Se estiver correta, esta nova teoria poderá alavancar uma série de tratamentos para distúrbios de sono, ao mesmo tempo que responderá a uma das mais duradouras questões da ciência biológica.

Na física, a criticidade descreve um sistema complexo que existe no ponto de inflexão entre a ordem e o caos. Esta propriedade já é conhecida pelos cientistas de computação, mas até então ainda ninguém a tinha relacionado com o sono.

Mas em 2019, o professor Hengen e um dos seus colegas, o professor de física Ralf Wessel, mostraram que o cérebro humano trabalha ativamente para manter a criticidade.

Estes resultados levaram os cientistas a equacionar se as atividades diárias realizadas durante a vigília afastavam o cérebro do seu ponto de criticidade, e se a necessidade de dormir seria apenas uma forma de o corpo restaurar esse estado.

“Percebemos que esta seria uma explicação muito interessante e intuitiva para o propósito central do sono”, explica Hengen, numa nota publicada no site da Universidade de Washington. “O sono é uma solução de nível sistémico para um problema de nível sistémico”, acrescenta o investigador.

Para testar a sua ideia, os cientistas observaram os picos elétricos dos neurónios do cérebro em ratos, à medida que os animais desempenhavam as suas rotinas de sono e vigília. “É possível acompanhar estas cascatas de atividade através de rede neuronal”, explica Hengen.
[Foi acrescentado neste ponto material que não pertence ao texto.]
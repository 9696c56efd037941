//! Request routing: the pluggable strategies and the router orchestrating
//! resolve -> select over the shared registry.

pub mod router;
pub mod strategies;

pub use router::Router;
pub use strategies::RoutingStrategy;
//! # Error Handling Module
//!
//! This module defines the error taxonomy for the routing core using the
//! `thiserror` crate. The two routing failures (`ServiceNotFound`,
//! `NoDestinations`) are expected, recoverable conditions that callers report
//! per request; the remaining variants cover configuration and I/O edges.
//!
//! All errors are plain data (`Clone`-able, `String` payloads), so they can be
//! stored, logged, and turned into metric labels without lifetime gymnastics.

use thiserror::Error;

/// Main result type used throughout the routing core.
///
/// Type alias so call sites can write `RoutingResult<T>` instead of
/// `Result<T, RoutingError>` everywhere.
pub type RoutingResult<T> = Result<T, RoutingError>;

/// All failure modes of the routing core.
///
/// The `#[error("...")]` attribute from `thiserror` implements `Display`
/// with the given message for each variant.
#[derive(Debug, Error, Clone)]
pub enum RoutingError {
    /// No service is registered for the request type on the request.
    #[error("no service registered for request type: {request_type}")]
    ServiceNotFound { request_type: String },

    /// The resolved service has zero destinations at selection time.
    #[error("no destinations available for request type: {request_type}")]
    NoDestinations { request_type: String },

    /// Configuration-related errors (invalid config, missing references, etc.)
    #[error("configuration error: {message}")]
    Configuration { message: String },

    /// I/O errors (reading configuration files, stdin, etc.)
    #[error("I/O error: {message}")]
    Io { message: String },

    /// JSON serialization/deserialization errors
    #[error("JSON error: {message}")]
    Json { message: String },

    /// YAML parsing errors for configuration files
    #[error("YAML error: {message}")]
    Yaml { message: String },
}

impl RoutingError {
    /// Create a `ServiceNotFound` error for the given request type
    pub fn service_not_found<S: Into<String>>(request_type: S) -> Self {
        Self::ServiceNotFound {
            request_type: request_type.into(),
        }
    }

    /// Create a `NoDestinations` error for the given request type
    pub fn no_destinations<S: Into<String>>(request_type: S) -> Self {
        Self::NoDestinations {
            request_type: request_type.into(),
        }
    }

    /// Create a configuration error with a custom message
    pub fn config<S: Into<String>>(message: S) -> Self {
        Self::Configuration {
            message: message.into(),
        }
    }

    /// Get a string representation of the error type for metric labels
    pub fn error_type(&self) -> &'static str {
        match self {
            Self::ServiceNotFound { .. } => "service_not_found",
            Self::NoDestinations { .. } => "no_destinations",
            Self::Configuration { .. } => "configuration_error",
            Self::Io { .. } => "io_error",
            Self::Json { .. } => "json_error",
            Self::Yaml { .. } => "yaml_error",
        }
    }

    /// Check if this error should be retried
    ///
    /// `NoDestinations` is transient (a destination may be added, or a frozen
    /// rotation reset). Retry policy itself is a caller decision: the core
    /// never retries internally.
    pub fn is_retryable(&self) -> bool {
        matches!(self, Self::NoDestinations { .. })
    }
}

impl From<std::io::Error> for RoutingError {
    fn from(err: std::io::Error) -> Self {
        Self::Io {
            message: err.to_string(),
        }
    }
}

impl From<serde_json::Error> for RoutingError {
    fn from(err: serde_json::Error) -> Self {
        Self::Json {
            message: err.to_string(),
        }
    }
}

impl From<serde_yaml::Error> for RoutingError {
    fn from(err: serde_yaml::Error) -> Self {
        Self::Yaml {
            message: err.to_string(),
        }
    }
}

#[cfg(test)]
mod tests {
    use super::*;

    #[test]
    fn test_error_messages() {
        assert_eq!(
            RoutingError::service_not_found("grpc").to_string(),
            "no service registered for request type: grpc"
        );
        assert_eq!(
            RoutingError::no_destinations("http").to_string(),
            "no destinations available for request type: http"
        );
    }

    #[test]
    fn test_error_types() {
        assert_eq!(
            RoutingError::service_not_found("http").error_type(),
            "service_not_found"
        );
        assert_eq!(
            RoutingError::no_destinations("http").error_type(),
            "no_destinations"
        );
        assert_eq!(
            RoutingError::config("bad fleet").error_type(),
            "configuration_error"
        );
    }

    #[test]
    fn test_retryable_errors() {
        assert!(RoutingError::no_destinations("http").is_retryable());
        assert!(!RoutingError::service_not_found("http").is_retryable());
        assert!(!RoutingError::config("bad fleet").is_retryable());
    }

    #[test]
    fn test_io_conversion() {
        let io_err = std::io::Error::new(std::io::ErrorKind::NotFound, "missing");
        let err: RoutingError = io_err.into();
        assert_eq!(err.error_type(), "io_error");
    }
}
Os investigadores conseguiram observar a criticidade tal e qual como ela acontece no cérebro dos ratos. O ponto máximo de criticidade acontece logo após um período de sono restaurador e vai diminuindo à medida que o tempo passa e que os ratos se mantêm acordados.
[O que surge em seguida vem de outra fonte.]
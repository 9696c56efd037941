//! # Core Data Types
//!
//! This module contains the two leaf data structures of the routing core:
//! the synthetic [`Request`] descriptor and the [`Destination`] endpoint with
//! its admission-control counter.
//!
//! ## Concurrency
//!
//! `Destination` is shared across request-handling tasks as
//! `Arc<Destination>`. Its in-flight counter is an `AtomicUsize` mutated only
//! through `try_admit`/`release`, both implemented as CAS loops so that the
//! check-and-update never races: two concurrent admits can never both succeed
//! for a single remaining capacity slot.

use metrics::{counter, gauge};
use serde::{Deserialize, Serialize};
use std::collections::HashMap;
use std::sync::atomic::{AtomicUsize, Ordering};

/// An incoming request to be routed.
///
/// Immutable once constructed; routing takes `&Request` and never mutates it.
/// The `id` is caller-supplied and need not be globally unique, but sticky
/// (hash-routed) routing quality assumes low collision between ids.
#[derive(Debug, Clone, Serialize, Deserialize)]
pub struct Request {
    /// Caller-supplied request identifier
    pub id: String,

    /// The request type used to resolve a service in the registry
    pub request_type: String,

    /// Opaque payload, carried but never inspected by routing
    #[serde(default)]
    pub parameters: HashMap<String, String>,
}

impl Request {
    /// Create a new request with no parameters
    pub fn new<S: Into<String>>(id: S, request_type: S) -> Self {
        Self {
            id: id.into(),
            request_type: request_type.into(),
            parameters: HashMap::new(),
        }
    }

    /// Attach an opaque parameter (builder style)
    pub fn with_parameter<S: Into<String>>(mut self, key: S, value: S) -> Self {
        self.parameters.insert(key.into(), value.into());
        self
    }
}

/// A routable backend endpoint with bounded concurrent-request capacity.
///
/// Identity within a service is the address string; instances are shared as
/// `Arc<Destination>` between services, rotation queues, and callers holding
/// an admitted slot. Invariant: `0 <= in_flight <= capacity` at all times.
#[derive(Debug)]
pub struct Destination {
    address: String,
    capacity: usize,
    in_flight: AtomicUsize,
}

impl Destination {
    /// Create a new destination with zero in-flight requests.
    ///
    /// A zero-capacity destination is representable but inert (admits
    /// nothing); configuration validation rejects it so one cannot be
    /// shipped by accident.
    pub fn new<S: Into<String>>(address: S, capacity: usize) -> Self {
        Self {
            address: address.into(),
            capacity,
            in_flight: AtomicUsize::new(0),
        }
    }

    /// The destination's address (its identity within a service)
    pub fn address(&self) -> &str {
        &self.address
    }

    /// Maximum number of concurrently admitted requests
    pub fn capacity(&self) -> usize {
        self.capacity
    }

    /// Current number of in-flight requests
    pub fn in_flight(&self) -> usize {
        self.in_flight.load(Ordering::Acquire)
    }

    /// Try to admit one more request.
    ///
    /// Atomically increments the in-flight counter and returns `true` iff it
    /// was below capacity at the moment of the update; otherwise returns
    /// `false` and leaves state unchanged. This is the sole admission gate —
    /// no queueing, no backpressure beyond the boolean.
    pub fn try_admit(&self) -> bool {
        let result = self
            .in_flight
            .fetch_update(Ordering::AcqRel, Ordering::Acquire, |current| {
                if current < self.capacity {
                    Some(current + 1)
                } else {
                    None
                }
            });

        match result {
            Ok(previous) => {
                counter!(
                    "switchyard_admissions_total",
                    "destination" => self.address.clone(),
                    "outcome" => "accepted"
                )
                .increment(1);
                gauge!(
                    "switchyard_destination_in_flight",
                    "destination" => self.address.clone()
                )
                .set((previous + 1) as f64);
                true
            }
            Err(_) => {
                counter!(
                    "switchyard_admissions_total",
                    "destination" => self.address.clone(),
                    "outcome" => "rejected"
                )
                .increment(1);
                false
            }
        }
    }

    /// Release one previously admitted request.
    ///
    /// Atomically decrements the in-flight counter if it is positive. A
    /// release at zero is a silent no-op, so duplicate cleanup calls are
    /// never fatal.
    pub fn release(&self) {
        let result = self
            .in_flight
            .fetch_update(Ordering::AcqRel, Ordering::Acquire, |current| {
                if current > 0 {
                    Some(current - 1)
                } else {
                    None
                }
            });

        if let Ok(previous) = result {
            gauge!(
                "switchyard_destination_in_flight",
                "destination" => self.address.clone()
            )
            .set((previous - 1) as f64);
        }
    }

    /// Point-in-time view of this destination for stats output
    pub fn snapshot(&self) -> DestinationSnapshot {
        DestinationSnapshot {
            address: self.address.clone(),
            capacity: self.capacity,
            in_flight: self.in_flight(),
        }
    }
}

/// Serializable point-in-time state of a destination
#[derive(Debug, Clone, Serialize, Deserialize)]
pub struct DestinationSnapshot {
    pub address: String,
    pub capacity: usize,
    pub in_flight: usize,
}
Os efeitos da vigília na criticidade foram tão significativos que os cientistas conseguiram mesmo prever quando é que os ratos iriam dormir.
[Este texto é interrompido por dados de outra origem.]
//! Core building blocks: error types, configuration, and the leaf data
//! structures (requests and destinations) used throughout the crate.

pub mod config;
pub mod error;
pub mod types;
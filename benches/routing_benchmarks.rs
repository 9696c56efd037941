//! # Routing Benchmarks
//!
//! Benchmarks for the selection and admission hot paths: per-strategy
//! selection cost across fleet sizes, and the admit/release CAS pair.

use criterion::{black_box, criterion_group, criterion_main, BenchmarkId, Criterion, Throughput};
use std::sync::Arc;

use switchyard::{Destination, Request, Router, RoutingStrategy, Service, ServiceRegistry};

fn fleet_registry(size: usize) -> Arc<ServiceRegistry> {
    let service = Arc::new(Service::new("bench"));
    for i in 0..size {
        service.add(Arc::new(Destination::new(
            format!("10.0.{}.{}", i / 256, i % 256),
            64,
        )));
    }
    let registry = Arc::new(ServiceRegistry::new());
    registry.register("http", service);
    registry
}

fn benchmark_strategy_selection(c: &mut Criterion) {
    let mut group = c.benchmark_group("strategy_selection");

    for fleet_size in [3, 16, 64, 256] {
        group.throughput(Throughput::Elements(1));

        let strategies = [
            ("least_loaded", RoutingStrategy::least_loaded()),
            ("hash_routed", RoutingStrategy::hash_routed()),
            ("round_robin", RoutingStrategy::round_robin()),
        ];

        for (name, strategy) in strategies {
            let router = Router::new(fleet_registry(fleet_size), strategy);
            let request = Request::new("REQ12345", "http");

            group.bench_with_input(
                BenchmarkId::new(name, fleet_size),
                &fleet_size,
                |b, _| {
                    b.iter(|| {
                        let destination = router.route(black_box(&request)).unwrap();
                        black_box(destination);
                    })
                },
            );
        }
    }

    group.finish();
}

fn benchmark_admission_hot_path(c: &mut Criterion) {
    let mut group = c.benchmark_group("admission");
    group.throughput(Throughput::Elements(1));

    let destination = Destination::new("10.0.0.1", usize::MAX);
    group.bench_function("admit_release", |b| {
        b.iter(|| {
            assert!(black_box(&destination).try_admit());
            destination.release();
        })
    });

    let saturated = Destination::new("10.0.0.2", 1);
    assert!(saturated.try_admit());
    group.bench_function("admit_rejected", |b| {
        b.iter(|| {
            assert!(!black_box(&saturated).try_admit());
        })
    });

    group.finish();
}

fn benchmark_route_and_admit(c: &mut Criterion) {
    let mut group = c.benchmark_group("route_and_admit");
    group.throughput(Throughput::Elements(1));

    let router = Router::new(fleet_registry(16), RoutingStrategy::least_loaded());
    let request = Request::new("REQ1", "http");

    group.bench_function("two_phase_flow", |b| {
        b.iter(|| {
            let destination = router.route(black_box(&request)).unwrap();
            if destination.try_admit() {
                destination.release();
            }
        })
    });

    group.finish();
}

criterion_group!(
    benches,
    benchmark_strategy_selection,
    benchmark_admission_hot_path,
    benchmark_route_and_admit
);
criterion_main!(benches);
“Estes resultados sugerem que cada momento de vigília tende a afastar os circuitos cerebrais da criticidade, sendo o sono responsável por reiniciar o cérebro”, explica o autor do estudo publicado no início do mês na Nature Neuroscience.

Uma vez que esta investigação está limitada pelo cérebro de ratos, não se pode descartar a hipótese de o comportamento do cérebro humano ser diferente. Ainda assim, os investigadores envolvidos acreditam que estão num bom caminho.

“O cérebro é como um computador biológico”, explica Hengen. “A memória e a experiência durante a vigília mudam o código pouco a pouco, afastando lentamente o sistema de um estado ideal. O objetivo central do sono é restaurar este estado computacional ideal.”

Mais testes serão necessários para poder comprovar a teoria, especialmente em seres humanos. No entanto, o conjunto de resultados obtidos neste estudo é tentador e parece que, finalmente, decifrámos o mistério por detrás do sono.